By Robert Milligan
This month we resume our look at feedback related to inadequate performance, starting with questions.
1) How do we find the root cause of inadequate performance?
When we experience inadequate performance or unacceptable behavior, a small (or sometimes loud) voice asks, “What punishment does he or she deserve?” This is the wrong question, because we have not yet determined the reason. The appropriate question is “What is the cause?”
Too often, we treat symptoms, not the real problem. A great, but simple, tool to get beyond the symptoms is the “5 Whys.”
For a problem – for example, low milk production, high SCC, inadequate employee performance – keep asking “Why?” until the answer:
• is definitely not a symptom
• identifies something – usually involving people – that can be changed to likely solve the problem.
The process is called “5 Whys” because the root cause will almost always be identified with five or less repetitions of asking “Why?” (For an example worksheet, e-mail: email@example.com.)
2) What is the suggested process for providing redirection feedback?
Our human tendency to blame others when performance or behavior does not meet our expectations is dangerous and potentially damaging in situations where redirection is the appropriate type of feedback. Redirection feedback is appropriate when the unacceptable performance is determined to be caused by the situation – not by the employee’s lack of motivation or focus. Any action that states, hints or even implies blame will be seen as unfair.
Redirection feedback is difficult to deliver, because the employee is already on emotional alert, both because of the failure to meet the expectation, and an anticipation that they will be unfairly blamed.
Four-step process to redirection
Use the following four-step process to deliver redirection feedback:
Step 1: Prepare for the discussion by identifying (from your perspective) the causes for failure to meet expectations, and what must change to meet expectations. The “5 Whys” approach can be used here.
Step 2: Gain the employee’s perspective on the behavior or performance that has not met expectations. Listen and ask questions as appropriate. Together you could complete or expand on what you have done with “5 Whys”.
Step 3: Based on the discussion, modify your ideas for what must change, and discuss those changes with the employee. You must be certain the employee understands:
• the failed expectations was not their fault
• change is required
• you will work with them – training, coaching, supporting – so they can succeed.
Step 4: Work with the employee to establish a realistic plan, goals and timeline to meet and exceed the expectations
Let’s apply this redirection feedback to the following example: The expectation for the dairy feeder is to complete morning feeding of the milking cow groups by 10 a.m. Fulfilling this expectation has been problematic, getting worse with additional computerized technology that should assist with both accuracy and speed.
Following the four steps above:
Step 1: The supervisor observes the feeder appears to lack the confidence required to do the job quickly and correctly. Additional requirements to use the new computerized technology seem to confuse him, despite what you thought was sufficient training.
Step 2: Although the feeder seems very worried as you sit down, his engagement in the conversation increases as he sees you are interested in helping him succeed. Together you complete a “5 Whys” worksheet and confirm he is not yet comfortable with the new technology, and also that changes in herd health have created a backup for the feeder.
Step 3: Together, you decide additional training is needed and the feeding sequence must be adjusted. You also realize increased high-quality positive feedback will increase the feeder’s self-confidence.
Step 4: Together you commit to a training and coaching plan and develop a new feeding sequence. You commit to additional positive feedback.
3) What is the suggested process for providing negative feedback?

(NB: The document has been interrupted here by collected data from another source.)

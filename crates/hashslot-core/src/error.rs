use thiserror::Error;

use crate::types::SlotId;

#[derive(Debug, Clone, PartialEq, Eq, Error)]
pub enum RingError {
    #[error("Invalid slot modulus: {0} (must be greater than zero)")]
    InvalidModulus(u64),

    #[error("Ring has no nodes")]
    EmptyRing,

    #[error("Node not found: {node} (slot {slot} is empty)")]
    NodeNotFound { node: String, slot: SlotId },

    #[error("Node not found: {node} (slot {slot} is held by {occupant})")]
    SlotOwnedByOther {
        node: String,
        slot: SlotId,
        occupant: String,
    },
}

impl RingError {
    /// Not-found conditions leave the ring untouched and are safe to ignore.
    pub fn is_not_found(&self) -> bool {
        matches!(
            self,
            RingError::NodeNotFound { .. } | RingError::SlotOwnedByOther { .. }
        )
    }
}
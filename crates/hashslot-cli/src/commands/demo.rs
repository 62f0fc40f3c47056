use anyhow::Result;
use hashslot_core::{RingConfig, RingError};
use hashslot_ring::Ring;
use tracing::warn;

use super::lookup::print_placement;

const NODES: [&str; 5] = ["A", "B", "C", "D", "E"];
const REMOVED: [&str; 3] = ["C", "D", "E"];
const KEYS: [&str; 6] = [
    "user233", "user333", "user343", "user353", "user363", "user373",
];

/// Place five nodes, resolve a fixed key set, drop three nodes, resolve again.
pub fn run(config: &RingConfig) -> Result<()> {
    let mut ring = Ring::new(config.slot_modulus)?.with_policy(config.remove_policy);

    for node in NODES {
        if let Some(evicted) = ring.add(node) {
            println!("{node} evicted {evicted}");
        }
    }

    print_placement(&ring);
    resolve_all(&ring)?;

    println!("--- removing {} ---", REMOVED.join(", "));
    for node in REMOVED {
        match ring.remove(node) {
            Ok(_) => {}
            Err(err) if err.is_not_found() => warn!(error = %err, "skipping"),
            Err(err) => return Err(err.into()),
        }
    }

    print_placement(&ring);
    resolve_all(&ring)?;

    Ok(())
}

fn resolve_all(ring: &Ring) -> Result<(), RingError> {
    for key in KEYS {
        let (slot, node) = ring.get(key)?;
        println!("hash {:>4} maps to slot {slot:>4} name {node}", ring.slot_of(key));
    }
    Ok(())
}
pub mod config;
pub mod error;
pub mod metrics;
pub mod types;

pub use config::*;
pub use error::RingError;
pub use types::*;
use std::sync::Arc;

use hashslot_core::{RingError, SlotId};
use tokio::sync::RwLock;

use crate::ring::Ring;

/// Cloneable handle to a ring shared across tasks.
///
/// Every operation holds the lock for its full duration, so readers never
/// observe a half-applied add or remove.
#[derive(Debug, Clone)]
pub struct SharedRing {
    ring: Arc<RwLock<Ring>>,
}

impl SharedRing {
    pub fn new(ring: Ring) -> Self {
        Self {
            ring: Arc::new(RwLock::new(ring)),
        }
    }

    pub async fn add(&self, node: &str) -> Option<String> {
        self.ring.write().await.add(node)
    }

    pub async fn remove(&self, node: &str) -> Result<(SlotId, String), RingError> {
        self.ring.write().await.remove(node)
    }

    pub async fn get(&self, key: &str) -> Result<(SlotId, String), RingError> {
        let ring = self.ring.read().await;
        ring.get(key).map(|(slot, node)| (slot, node.to_string()))
    }

    /// Owned copy of the current ring, detached from later updates.
    pub async fn snapshot(&self) -> Ring {
        self.ring.read().await.clone()
    }

    pub async fn len(&self) -> usize {
        self.ring.read().await.len()
    }

    pub async fn is_empty(&self) -> bool {
        self.ring.read().await.is_empty()
    }
}

impl From<Ring> for SharedRing {
    fn from(ring: Ring) -> Self {
        Self::new(ring)
    }
}
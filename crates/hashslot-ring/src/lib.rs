pub mod hash;
pub mod ring;
pub mod shared;

pub use hash::{hash, slot_for};
pub use ring::Ring;
pub use shared::SharedRing;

When redirection feedback does not result in improved performance, you are left to conclude it’s the employee’s motivation, focus, or concentration, and negative feedback is required. The process for negative feedback is similar, but recognizes the situation is not the cause of the performance problem:
Step 1: Prepare for the discussion by identifying (from your perspective) employee behaviors – motivation, focus or energy – that are lacking, and identify potential consequences if poor performance continues.
Step 2: Gain the employee’s perspective on the behavior not meeting expectations. Listen and ask appropriate questions. Unless you hear something that causes you to reconsider the need for negative feedback, do not acquiesce to the employees attempts to blame the situation.
Step 3: Based on the discussion, modify your ideas on what is causing the poor performance. Provide the employee with a choice to: 1) change his or her behavior resulting in satisfactory performance; or 2) incur the consequence you are specifying. The consequence must provide sufficient discomfort to the employee to cause a change in behavior. You must be certain the employee understands:
• the failed expectations cannot be explained by the situation
• change in their behavior is required
• you will work with them so they can succeed.
Step 4: Establish a realistic goal for improvement and a timeline to meet this goal. If the goal is not met, the consequence will be implemented.